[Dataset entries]
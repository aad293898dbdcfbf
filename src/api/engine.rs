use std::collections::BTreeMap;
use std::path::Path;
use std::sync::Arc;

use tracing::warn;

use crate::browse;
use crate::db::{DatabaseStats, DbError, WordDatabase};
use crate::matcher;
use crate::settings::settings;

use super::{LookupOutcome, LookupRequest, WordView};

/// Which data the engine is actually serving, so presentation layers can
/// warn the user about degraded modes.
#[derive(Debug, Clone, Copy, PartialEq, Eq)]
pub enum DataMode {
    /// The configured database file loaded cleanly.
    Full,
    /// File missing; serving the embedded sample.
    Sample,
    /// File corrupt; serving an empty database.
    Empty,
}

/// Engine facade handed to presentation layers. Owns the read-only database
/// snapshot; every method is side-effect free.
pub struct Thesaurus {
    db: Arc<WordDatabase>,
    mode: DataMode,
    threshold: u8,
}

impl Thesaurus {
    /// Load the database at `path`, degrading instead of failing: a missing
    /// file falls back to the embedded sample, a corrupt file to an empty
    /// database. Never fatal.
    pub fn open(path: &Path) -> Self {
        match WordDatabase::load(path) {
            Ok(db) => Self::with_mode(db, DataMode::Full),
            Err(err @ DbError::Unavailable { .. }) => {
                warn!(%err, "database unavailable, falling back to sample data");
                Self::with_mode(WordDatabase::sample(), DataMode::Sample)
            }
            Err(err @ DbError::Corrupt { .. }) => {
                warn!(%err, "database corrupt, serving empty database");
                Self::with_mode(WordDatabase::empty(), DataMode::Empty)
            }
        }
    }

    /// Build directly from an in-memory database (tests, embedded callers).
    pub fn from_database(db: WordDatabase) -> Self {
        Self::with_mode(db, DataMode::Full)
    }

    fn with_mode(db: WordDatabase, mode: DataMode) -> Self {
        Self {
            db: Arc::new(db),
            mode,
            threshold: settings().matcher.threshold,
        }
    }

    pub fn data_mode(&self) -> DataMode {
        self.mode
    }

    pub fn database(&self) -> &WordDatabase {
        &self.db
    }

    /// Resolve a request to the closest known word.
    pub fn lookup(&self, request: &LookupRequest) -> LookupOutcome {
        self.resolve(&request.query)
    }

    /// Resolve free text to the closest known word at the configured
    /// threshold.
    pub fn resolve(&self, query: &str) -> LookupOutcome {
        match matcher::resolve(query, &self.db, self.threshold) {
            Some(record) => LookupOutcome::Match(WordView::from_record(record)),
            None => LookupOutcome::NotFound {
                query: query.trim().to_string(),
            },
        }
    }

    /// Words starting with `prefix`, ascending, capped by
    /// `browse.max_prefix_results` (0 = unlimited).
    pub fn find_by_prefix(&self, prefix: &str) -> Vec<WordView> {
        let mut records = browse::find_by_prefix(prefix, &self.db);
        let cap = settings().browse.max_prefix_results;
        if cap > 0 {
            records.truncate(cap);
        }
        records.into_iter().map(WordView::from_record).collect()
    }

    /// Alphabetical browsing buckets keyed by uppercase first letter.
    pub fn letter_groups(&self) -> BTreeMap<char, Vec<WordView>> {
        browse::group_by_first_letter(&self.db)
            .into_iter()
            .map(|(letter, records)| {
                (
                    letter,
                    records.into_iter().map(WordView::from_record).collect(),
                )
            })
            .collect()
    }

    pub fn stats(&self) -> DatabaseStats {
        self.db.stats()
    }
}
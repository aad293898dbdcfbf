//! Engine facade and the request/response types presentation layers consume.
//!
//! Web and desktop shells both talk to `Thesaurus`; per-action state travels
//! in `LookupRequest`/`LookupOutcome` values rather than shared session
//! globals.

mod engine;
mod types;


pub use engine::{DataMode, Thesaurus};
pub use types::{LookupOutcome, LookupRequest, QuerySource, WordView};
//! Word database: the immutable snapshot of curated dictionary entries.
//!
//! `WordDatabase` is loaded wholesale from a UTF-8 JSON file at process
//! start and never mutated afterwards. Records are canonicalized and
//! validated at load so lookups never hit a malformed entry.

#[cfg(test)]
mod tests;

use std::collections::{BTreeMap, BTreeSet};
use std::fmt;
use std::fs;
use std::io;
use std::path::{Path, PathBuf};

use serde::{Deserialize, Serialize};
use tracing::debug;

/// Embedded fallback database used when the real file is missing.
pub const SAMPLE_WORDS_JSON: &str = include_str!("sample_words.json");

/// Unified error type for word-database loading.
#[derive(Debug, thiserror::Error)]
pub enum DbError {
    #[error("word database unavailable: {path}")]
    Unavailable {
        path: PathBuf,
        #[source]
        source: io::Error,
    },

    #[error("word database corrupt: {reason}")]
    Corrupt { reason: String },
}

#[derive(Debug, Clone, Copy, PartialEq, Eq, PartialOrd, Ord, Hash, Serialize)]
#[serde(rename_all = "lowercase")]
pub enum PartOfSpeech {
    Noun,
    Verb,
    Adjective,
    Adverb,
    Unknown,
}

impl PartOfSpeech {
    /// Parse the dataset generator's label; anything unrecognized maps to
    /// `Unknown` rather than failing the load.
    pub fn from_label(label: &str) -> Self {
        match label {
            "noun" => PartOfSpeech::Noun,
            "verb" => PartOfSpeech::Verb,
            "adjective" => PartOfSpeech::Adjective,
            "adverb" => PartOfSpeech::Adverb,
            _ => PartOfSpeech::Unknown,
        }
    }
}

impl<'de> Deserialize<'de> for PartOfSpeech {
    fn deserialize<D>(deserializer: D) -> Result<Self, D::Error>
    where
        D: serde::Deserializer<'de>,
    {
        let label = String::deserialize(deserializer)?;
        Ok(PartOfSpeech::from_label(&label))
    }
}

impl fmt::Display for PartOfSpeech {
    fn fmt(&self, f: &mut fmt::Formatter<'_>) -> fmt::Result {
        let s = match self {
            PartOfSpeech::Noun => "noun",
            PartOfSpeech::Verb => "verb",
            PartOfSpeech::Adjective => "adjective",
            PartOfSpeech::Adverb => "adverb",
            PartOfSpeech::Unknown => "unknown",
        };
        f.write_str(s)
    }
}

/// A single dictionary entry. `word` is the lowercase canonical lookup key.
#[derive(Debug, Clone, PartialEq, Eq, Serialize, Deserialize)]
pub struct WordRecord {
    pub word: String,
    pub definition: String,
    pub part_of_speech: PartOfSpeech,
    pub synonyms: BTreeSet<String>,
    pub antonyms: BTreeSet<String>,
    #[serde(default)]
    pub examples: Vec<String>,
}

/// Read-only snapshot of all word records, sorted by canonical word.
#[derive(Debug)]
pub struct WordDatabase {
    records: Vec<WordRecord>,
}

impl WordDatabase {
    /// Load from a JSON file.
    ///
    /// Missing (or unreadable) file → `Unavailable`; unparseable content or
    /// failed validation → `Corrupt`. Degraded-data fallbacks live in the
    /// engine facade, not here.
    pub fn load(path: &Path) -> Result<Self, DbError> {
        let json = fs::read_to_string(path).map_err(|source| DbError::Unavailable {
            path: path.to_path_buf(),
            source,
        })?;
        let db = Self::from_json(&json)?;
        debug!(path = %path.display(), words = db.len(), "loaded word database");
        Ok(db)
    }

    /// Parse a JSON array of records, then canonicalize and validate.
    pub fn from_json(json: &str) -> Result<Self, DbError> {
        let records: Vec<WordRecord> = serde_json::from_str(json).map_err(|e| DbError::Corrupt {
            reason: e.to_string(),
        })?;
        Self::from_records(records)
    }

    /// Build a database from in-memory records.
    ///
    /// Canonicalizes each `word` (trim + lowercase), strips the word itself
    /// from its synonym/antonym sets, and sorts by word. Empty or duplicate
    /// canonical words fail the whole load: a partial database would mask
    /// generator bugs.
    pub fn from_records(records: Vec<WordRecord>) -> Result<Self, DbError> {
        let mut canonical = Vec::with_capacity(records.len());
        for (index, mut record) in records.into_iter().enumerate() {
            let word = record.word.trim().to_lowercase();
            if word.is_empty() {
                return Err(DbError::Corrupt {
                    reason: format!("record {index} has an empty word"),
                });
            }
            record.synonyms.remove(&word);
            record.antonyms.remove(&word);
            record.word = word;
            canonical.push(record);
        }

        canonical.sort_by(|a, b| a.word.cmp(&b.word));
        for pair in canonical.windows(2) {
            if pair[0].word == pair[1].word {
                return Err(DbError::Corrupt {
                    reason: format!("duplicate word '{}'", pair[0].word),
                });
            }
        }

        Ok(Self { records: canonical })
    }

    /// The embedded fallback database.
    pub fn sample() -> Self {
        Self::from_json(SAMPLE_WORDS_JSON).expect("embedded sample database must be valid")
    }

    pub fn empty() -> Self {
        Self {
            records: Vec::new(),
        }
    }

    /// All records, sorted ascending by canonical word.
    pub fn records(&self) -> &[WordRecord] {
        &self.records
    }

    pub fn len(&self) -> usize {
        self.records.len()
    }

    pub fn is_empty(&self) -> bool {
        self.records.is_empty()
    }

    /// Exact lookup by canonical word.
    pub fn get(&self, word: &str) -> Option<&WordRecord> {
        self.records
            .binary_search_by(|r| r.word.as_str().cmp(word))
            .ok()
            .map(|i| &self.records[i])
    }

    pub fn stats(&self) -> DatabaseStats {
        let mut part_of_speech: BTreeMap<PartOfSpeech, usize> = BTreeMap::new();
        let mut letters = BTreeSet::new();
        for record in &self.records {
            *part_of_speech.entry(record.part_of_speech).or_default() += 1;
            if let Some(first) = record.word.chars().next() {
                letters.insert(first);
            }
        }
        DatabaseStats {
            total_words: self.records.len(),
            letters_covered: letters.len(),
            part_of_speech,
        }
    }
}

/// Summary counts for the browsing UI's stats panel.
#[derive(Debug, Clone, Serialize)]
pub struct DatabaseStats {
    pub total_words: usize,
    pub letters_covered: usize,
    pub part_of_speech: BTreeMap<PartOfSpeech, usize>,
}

Activity ::
From the records above, repeat exactly the lines from the one with "pub fn is_empty(&self)" through the one with "let mut part_of_speech: BTreeMap<PartOfSpeech, usize>", both included.

Written answer ::
    pub fn is_empty(&self) -> bool {
        self.records.is_empty()
    }

    /// Exact lookup by canonical word.
    pub fn get(&self, word: &str) -> Option<&WordRecord> {
        self.records
            .binary_search_by(|r| r.word.as_str().cmp(word))
            .ok()
            .map(|i| &self.records[i])
    }

    pub fn stats(&self) -> DatabaseStats {
        let mut part_of_speech: BTreeMap<PartOfSpeech, usize> = BTreeMap::new();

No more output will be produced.